**YOUR ASSIGNMENT**: Select all lines holding the word "anthropic" from the entries that follow.

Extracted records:
◆ ◆ ◆ ◆ ◆ ◆ ◆

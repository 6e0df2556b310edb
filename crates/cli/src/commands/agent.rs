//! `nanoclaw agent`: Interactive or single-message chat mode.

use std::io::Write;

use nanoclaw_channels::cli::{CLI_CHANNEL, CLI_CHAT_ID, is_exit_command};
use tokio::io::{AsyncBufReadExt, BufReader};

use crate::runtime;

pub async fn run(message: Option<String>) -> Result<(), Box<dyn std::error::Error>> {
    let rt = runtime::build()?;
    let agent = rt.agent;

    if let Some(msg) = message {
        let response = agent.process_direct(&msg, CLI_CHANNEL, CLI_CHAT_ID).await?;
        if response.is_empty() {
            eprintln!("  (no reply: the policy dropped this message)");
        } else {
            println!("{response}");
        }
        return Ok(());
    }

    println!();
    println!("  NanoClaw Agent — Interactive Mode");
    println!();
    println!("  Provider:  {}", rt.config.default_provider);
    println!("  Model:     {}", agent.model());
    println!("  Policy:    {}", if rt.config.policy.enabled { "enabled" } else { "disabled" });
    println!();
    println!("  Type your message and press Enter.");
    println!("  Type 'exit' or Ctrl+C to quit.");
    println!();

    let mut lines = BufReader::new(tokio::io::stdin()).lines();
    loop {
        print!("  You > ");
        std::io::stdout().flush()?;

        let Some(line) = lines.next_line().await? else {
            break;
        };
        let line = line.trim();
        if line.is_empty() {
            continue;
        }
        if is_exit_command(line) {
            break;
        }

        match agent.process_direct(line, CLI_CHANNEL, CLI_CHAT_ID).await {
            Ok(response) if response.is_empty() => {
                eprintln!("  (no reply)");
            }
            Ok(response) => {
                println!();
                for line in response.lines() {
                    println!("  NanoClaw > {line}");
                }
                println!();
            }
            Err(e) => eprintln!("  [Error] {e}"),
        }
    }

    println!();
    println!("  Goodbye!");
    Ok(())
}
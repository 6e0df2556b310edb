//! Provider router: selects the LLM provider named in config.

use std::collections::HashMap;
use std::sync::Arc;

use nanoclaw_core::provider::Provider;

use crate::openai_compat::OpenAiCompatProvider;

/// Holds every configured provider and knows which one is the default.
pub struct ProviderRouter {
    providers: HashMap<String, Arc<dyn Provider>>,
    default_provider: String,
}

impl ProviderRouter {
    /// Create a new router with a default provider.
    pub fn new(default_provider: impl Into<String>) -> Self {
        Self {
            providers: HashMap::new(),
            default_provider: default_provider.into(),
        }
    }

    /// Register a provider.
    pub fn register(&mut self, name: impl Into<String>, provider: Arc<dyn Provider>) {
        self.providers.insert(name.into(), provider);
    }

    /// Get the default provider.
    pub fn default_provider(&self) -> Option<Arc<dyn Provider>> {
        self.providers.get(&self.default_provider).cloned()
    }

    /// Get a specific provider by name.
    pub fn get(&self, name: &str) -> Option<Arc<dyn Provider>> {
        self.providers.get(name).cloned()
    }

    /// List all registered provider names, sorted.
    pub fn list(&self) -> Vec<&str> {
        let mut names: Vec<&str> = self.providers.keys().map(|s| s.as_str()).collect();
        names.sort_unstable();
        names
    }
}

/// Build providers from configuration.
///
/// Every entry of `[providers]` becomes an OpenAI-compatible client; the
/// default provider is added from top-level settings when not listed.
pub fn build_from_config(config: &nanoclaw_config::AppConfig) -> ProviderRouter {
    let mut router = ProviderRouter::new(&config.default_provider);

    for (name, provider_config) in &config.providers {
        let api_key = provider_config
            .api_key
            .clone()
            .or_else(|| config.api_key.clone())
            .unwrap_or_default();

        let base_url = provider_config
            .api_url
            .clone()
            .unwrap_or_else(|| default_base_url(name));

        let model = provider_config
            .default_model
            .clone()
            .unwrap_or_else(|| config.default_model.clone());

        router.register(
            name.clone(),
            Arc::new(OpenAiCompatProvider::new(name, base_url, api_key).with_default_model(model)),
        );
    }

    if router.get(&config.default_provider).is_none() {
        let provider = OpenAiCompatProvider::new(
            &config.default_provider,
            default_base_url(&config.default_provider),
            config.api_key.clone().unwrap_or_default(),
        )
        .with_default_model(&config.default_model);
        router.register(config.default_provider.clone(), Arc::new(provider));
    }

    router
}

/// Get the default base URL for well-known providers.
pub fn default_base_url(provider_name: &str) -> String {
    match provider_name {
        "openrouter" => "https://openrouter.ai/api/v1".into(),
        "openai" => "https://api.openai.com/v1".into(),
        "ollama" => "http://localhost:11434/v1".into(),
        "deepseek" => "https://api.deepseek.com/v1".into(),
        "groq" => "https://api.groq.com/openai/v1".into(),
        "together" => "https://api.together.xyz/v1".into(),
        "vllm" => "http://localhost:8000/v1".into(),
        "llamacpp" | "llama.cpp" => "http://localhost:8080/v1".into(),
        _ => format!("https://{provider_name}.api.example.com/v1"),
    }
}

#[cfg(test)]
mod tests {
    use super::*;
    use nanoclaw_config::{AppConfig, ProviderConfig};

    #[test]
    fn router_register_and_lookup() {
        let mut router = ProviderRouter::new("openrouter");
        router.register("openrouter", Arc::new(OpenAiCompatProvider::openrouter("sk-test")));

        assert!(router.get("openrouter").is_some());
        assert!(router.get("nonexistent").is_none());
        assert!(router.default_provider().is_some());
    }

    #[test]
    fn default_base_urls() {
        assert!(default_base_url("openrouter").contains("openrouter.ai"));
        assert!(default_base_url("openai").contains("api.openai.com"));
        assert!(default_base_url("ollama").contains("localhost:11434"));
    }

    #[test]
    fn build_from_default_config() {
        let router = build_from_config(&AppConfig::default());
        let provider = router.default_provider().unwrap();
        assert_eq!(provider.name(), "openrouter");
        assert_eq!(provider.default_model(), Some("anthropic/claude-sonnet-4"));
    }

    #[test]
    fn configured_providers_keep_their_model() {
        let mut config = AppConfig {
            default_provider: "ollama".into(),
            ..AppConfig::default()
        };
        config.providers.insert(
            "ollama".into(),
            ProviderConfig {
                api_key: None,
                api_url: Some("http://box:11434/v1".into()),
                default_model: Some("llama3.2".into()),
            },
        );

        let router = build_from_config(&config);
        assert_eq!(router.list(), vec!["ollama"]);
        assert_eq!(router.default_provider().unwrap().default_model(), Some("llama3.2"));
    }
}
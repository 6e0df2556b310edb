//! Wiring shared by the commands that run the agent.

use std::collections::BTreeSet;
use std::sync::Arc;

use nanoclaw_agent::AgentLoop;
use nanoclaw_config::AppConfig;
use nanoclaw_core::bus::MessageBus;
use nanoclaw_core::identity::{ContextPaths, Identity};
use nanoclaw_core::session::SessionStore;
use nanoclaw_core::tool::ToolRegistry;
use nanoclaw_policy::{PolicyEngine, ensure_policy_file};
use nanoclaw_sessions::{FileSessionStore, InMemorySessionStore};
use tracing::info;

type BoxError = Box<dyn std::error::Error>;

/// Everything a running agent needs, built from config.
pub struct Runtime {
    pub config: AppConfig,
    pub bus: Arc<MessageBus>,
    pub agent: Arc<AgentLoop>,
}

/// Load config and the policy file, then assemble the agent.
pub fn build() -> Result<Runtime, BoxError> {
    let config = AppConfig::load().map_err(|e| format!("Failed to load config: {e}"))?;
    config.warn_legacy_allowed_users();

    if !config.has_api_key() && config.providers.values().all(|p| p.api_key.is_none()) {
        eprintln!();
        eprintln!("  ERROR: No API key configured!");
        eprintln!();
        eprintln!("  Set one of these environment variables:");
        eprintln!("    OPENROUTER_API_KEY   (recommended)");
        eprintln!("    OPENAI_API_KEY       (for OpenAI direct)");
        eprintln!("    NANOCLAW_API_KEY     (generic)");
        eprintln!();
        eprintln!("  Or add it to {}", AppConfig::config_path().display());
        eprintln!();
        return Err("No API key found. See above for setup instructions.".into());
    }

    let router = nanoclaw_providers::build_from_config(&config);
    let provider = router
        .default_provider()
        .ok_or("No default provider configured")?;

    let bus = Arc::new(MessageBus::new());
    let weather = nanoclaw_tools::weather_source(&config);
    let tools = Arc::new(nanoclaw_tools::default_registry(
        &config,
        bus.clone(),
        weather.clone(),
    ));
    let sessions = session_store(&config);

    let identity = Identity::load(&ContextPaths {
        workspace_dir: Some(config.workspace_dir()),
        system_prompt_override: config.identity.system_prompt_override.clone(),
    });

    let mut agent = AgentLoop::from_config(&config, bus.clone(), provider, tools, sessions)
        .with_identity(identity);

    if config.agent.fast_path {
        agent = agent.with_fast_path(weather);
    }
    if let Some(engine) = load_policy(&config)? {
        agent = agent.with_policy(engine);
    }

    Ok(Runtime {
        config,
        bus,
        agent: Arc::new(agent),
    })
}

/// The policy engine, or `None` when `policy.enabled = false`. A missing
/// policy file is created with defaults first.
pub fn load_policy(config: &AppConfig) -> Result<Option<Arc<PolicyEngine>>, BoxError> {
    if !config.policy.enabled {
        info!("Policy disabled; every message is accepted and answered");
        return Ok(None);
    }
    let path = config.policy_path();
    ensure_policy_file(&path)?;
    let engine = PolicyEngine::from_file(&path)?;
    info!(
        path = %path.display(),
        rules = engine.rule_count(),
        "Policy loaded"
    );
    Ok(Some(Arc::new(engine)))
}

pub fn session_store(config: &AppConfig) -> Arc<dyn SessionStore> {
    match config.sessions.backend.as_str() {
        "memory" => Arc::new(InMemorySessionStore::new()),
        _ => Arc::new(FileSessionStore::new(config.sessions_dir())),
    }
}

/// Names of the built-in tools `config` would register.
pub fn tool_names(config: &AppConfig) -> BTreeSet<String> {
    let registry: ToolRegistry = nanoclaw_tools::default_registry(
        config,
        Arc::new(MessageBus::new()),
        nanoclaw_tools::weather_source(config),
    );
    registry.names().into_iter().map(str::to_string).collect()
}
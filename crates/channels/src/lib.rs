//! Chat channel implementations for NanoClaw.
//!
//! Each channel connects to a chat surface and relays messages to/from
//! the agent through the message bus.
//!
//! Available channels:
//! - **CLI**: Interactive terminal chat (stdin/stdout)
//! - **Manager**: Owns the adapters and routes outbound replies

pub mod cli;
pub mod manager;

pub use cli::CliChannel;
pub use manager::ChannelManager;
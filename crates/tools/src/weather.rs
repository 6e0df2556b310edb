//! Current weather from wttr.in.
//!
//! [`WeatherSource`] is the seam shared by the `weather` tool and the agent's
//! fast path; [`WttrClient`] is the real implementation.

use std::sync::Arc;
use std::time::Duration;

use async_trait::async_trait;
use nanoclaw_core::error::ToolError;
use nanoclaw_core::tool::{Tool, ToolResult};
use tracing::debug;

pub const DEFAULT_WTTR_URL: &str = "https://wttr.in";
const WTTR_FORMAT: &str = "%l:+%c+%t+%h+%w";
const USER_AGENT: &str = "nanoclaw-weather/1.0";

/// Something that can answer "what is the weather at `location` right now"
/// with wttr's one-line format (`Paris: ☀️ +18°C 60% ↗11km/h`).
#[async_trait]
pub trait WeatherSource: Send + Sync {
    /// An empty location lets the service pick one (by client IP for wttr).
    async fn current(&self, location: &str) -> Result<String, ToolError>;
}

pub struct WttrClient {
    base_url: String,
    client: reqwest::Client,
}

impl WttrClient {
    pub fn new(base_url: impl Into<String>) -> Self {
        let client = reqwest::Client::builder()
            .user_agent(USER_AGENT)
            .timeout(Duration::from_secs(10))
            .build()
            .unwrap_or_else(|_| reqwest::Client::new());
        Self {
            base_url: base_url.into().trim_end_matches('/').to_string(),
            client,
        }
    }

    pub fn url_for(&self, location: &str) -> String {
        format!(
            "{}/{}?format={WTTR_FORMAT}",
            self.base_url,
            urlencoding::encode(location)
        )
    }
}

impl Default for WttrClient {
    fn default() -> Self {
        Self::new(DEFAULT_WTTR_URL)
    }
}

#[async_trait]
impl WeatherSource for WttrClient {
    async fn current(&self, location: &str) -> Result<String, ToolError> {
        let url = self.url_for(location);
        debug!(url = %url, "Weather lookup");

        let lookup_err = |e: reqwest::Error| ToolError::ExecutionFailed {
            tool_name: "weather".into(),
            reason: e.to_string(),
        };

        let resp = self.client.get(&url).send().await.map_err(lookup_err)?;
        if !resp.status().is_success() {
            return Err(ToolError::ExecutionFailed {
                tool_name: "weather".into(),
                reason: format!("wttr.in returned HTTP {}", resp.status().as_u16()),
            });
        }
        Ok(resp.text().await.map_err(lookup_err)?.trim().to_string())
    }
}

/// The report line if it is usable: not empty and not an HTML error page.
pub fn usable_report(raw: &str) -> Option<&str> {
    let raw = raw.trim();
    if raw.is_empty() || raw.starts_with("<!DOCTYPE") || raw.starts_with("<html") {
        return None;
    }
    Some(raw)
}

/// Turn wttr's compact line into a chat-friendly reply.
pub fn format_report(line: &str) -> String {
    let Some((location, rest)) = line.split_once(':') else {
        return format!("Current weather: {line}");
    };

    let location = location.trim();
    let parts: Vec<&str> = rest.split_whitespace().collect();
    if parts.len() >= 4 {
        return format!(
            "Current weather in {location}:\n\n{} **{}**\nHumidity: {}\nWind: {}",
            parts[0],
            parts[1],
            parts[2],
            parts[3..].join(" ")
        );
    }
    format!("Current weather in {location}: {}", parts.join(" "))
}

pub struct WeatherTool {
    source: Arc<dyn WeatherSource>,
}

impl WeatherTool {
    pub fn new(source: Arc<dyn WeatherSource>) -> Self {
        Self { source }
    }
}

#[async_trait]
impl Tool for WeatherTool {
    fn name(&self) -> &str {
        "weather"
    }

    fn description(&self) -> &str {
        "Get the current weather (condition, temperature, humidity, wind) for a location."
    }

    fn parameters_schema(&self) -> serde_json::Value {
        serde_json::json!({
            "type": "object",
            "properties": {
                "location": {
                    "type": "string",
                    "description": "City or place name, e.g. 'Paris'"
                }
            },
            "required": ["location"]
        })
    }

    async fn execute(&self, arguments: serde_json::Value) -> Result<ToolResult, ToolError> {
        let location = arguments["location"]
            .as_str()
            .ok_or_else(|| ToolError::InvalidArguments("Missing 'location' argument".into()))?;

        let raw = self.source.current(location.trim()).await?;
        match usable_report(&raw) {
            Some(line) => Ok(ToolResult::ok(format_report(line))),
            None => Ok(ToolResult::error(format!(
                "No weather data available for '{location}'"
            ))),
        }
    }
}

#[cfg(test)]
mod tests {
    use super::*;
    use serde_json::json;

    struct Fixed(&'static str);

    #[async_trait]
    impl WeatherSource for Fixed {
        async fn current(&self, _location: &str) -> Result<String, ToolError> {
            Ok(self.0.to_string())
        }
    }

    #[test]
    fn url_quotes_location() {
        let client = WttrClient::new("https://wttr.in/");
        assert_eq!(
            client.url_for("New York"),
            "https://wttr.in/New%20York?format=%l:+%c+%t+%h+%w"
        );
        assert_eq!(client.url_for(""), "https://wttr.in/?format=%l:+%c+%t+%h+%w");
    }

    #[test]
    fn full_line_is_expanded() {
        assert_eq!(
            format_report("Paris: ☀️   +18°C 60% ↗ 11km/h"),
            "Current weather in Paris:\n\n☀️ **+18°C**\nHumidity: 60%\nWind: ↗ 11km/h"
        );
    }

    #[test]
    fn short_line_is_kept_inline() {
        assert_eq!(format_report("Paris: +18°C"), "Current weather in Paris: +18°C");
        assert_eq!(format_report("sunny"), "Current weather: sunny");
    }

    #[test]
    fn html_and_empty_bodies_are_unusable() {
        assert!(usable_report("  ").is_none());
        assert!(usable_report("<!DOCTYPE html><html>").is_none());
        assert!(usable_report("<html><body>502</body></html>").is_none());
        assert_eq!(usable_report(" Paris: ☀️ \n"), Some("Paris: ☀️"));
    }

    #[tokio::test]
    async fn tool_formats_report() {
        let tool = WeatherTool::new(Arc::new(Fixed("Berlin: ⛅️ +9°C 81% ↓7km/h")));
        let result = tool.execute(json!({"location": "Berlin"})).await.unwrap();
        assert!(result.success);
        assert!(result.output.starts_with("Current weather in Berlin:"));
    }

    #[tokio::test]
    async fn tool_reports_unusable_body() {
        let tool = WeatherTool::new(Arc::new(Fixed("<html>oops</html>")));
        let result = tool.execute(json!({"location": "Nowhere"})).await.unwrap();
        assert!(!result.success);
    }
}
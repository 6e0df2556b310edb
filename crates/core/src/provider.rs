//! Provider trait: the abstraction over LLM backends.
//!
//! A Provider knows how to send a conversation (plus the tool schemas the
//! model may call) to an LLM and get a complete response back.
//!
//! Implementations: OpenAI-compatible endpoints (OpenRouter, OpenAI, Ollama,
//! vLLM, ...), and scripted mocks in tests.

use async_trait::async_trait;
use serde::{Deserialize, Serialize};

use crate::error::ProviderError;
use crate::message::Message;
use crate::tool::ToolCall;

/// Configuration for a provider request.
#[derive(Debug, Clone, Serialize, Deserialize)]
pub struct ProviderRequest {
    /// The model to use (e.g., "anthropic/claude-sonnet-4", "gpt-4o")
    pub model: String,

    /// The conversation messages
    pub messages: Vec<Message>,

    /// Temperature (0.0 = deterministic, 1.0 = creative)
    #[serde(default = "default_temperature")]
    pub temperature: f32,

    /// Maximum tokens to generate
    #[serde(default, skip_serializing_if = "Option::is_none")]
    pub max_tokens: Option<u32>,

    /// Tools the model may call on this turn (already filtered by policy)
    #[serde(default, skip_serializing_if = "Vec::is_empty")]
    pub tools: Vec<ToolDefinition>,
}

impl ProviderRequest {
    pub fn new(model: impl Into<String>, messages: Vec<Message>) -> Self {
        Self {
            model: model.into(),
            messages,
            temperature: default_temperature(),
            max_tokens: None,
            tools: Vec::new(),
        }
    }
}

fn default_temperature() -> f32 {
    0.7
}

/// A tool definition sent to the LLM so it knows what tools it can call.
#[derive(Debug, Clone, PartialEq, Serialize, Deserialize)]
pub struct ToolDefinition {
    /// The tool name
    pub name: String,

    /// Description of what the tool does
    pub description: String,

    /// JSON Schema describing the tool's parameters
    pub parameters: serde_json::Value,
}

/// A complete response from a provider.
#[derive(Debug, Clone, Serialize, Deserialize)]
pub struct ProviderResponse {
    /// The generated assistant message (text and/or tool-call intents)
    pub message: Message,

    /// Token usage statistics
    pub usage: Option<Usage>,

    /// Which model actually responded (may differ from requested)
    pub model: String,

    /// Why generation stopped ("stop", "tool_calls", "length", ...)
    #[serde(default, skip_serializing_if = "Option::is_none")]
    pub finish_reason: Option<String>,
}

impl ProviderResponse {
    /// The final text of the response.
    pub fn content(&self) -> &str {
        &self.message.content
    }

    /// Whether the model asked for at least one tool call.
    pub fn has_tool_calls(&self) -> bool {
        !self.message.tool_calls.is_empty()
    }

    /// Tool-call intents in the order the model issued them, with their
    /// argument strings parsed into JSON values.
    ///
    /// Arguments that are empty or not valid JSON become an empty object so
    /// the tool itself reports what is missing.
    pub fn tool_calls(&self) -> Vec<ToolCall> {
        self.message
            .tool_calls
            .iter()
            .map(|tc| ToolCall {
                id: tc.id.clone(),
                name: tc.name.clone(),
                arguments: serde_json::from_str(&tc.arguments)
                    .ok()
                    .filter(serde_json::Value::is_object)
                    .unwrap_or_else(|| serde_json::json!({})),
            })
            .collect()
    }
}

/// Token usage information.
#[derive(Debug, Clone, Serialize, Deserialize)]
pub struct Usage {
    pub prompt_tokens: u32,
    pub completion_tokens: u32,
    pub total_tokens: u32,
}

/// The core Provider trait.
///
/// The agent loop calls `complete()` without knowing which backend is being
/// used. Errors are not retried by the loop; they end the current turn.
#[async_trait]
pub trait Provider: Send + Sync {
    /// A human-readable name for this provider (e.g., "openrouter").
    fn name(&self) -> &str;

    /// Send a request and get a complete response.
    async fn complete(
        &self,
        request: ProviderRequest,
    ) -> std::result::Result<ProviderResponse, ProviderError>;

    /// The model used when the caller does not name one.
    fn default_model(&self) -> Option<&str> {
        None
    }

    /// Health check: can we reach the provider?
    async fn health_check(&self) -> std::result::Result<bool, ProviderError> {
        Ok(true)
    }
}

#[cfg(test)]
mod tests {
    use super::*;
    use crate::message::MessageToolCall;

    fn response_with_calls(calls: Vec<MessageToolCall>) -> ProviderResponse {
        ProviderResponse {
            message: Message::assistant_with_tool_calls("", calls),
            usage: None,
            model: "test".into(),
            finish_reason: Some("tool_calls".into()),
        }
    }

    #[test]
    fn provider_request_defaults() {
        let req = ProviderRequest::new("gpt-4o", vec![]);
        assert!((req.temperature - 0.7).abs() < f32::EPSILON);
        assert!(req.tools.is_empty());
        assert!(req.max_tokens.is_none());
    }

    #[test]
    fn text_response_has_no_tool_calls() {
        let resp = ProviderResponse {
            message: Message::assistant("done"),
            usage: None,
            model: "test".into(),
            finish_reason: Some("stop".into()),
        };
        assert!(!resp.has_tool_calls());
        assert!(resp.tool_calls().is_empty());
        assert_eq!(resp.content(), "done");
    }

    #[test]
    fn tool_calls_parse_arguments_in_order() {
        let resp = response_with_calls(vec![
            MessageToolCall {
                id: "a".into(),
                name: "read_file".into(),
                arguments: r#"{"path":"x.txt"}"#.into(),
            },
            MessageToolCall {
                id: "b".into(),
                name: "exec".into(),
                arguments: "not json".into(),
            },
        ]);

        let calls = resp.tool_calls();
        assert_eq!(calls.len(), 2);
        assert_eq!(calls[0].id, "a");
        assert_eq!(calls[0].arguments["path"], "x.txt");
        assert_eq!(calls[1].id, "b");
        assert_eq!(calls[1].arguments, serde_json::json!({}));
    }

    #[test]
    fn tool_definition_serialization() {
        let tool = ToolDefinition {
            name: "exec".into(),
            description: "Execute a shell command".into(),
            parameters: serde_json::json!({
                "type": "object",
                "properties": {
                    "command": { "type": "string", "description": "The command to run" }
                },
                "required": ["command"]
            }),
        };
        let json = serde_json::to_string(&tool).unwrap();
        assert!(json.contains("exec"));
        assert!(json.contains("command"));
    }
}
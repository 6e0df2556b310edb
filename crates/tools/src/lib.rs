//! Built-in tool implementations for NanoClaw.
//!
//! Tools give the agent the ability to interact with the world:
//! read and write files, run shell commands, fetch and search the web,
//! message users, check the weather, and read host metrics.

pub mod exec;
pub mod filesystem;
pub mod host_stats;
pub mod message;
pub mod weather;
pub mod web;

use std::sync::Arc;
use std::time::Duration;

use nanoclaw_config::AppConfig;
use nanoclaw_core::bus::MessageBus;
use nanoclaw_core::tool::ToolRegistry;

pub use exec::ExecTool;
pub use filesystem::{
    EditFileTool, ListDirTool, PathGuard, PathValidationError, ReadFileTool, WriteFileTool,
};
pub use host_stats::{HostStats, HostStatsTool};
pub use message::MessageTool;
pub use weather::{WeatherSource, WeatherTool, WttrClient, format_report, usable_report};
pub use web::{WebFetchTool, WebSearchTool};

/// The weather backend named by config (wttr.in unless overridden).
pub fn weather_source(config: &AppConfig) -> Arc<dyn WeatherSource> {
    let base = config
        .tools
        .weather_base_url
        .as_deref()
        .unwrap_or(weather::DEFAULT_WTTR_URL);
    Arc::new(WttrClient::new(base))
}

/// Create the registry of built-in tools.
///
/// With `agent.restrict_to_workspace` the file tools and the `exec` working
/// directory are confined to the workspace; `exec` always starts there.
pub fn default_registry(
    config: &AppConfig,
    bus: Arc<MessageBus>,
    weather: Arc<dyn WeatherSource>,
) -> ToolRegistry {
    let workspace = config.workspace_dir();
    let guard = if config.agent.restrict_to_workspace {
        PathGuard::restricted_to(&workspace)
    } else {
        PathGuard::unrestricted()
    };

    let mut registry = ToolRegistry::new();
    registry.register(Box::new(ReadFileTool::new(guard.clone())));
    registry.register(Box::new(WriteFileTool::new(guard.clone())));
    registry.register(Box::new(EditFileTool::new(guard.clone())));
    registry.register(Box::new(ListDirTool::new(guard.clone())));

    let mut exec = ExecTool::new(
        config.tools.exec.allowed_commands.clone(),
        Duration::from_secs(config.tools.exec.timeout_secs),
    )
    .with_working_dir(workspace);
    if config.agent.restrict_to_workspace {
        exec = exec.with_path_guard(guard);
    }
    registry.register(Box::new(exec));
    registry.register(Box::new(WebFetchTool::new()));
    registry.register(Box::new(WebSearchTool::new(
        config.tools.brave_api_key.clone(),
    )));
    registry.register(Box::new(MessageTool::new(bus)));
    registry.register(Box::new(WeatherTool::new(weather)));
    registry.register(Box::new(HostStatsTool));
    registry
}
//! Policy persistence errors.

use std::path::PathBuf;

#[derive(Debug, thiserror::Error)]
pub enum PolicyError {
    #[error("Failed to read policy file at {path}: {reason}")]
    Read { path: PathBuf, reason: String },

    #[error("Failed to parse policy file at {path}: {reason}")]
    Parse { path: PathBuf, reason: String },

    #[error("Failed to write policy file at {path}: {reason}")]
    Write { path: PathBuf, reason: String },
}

◆ ◆ ◆ ◆ ◆ ◆ ◆

**SOLUTION**:
        assert_eq!(provider.default_model(), Some("anthropic/claude-sonnet-4"));
    /// The model to use (e.g., "anthropic/claude-sonnet-4", "gpt-4o")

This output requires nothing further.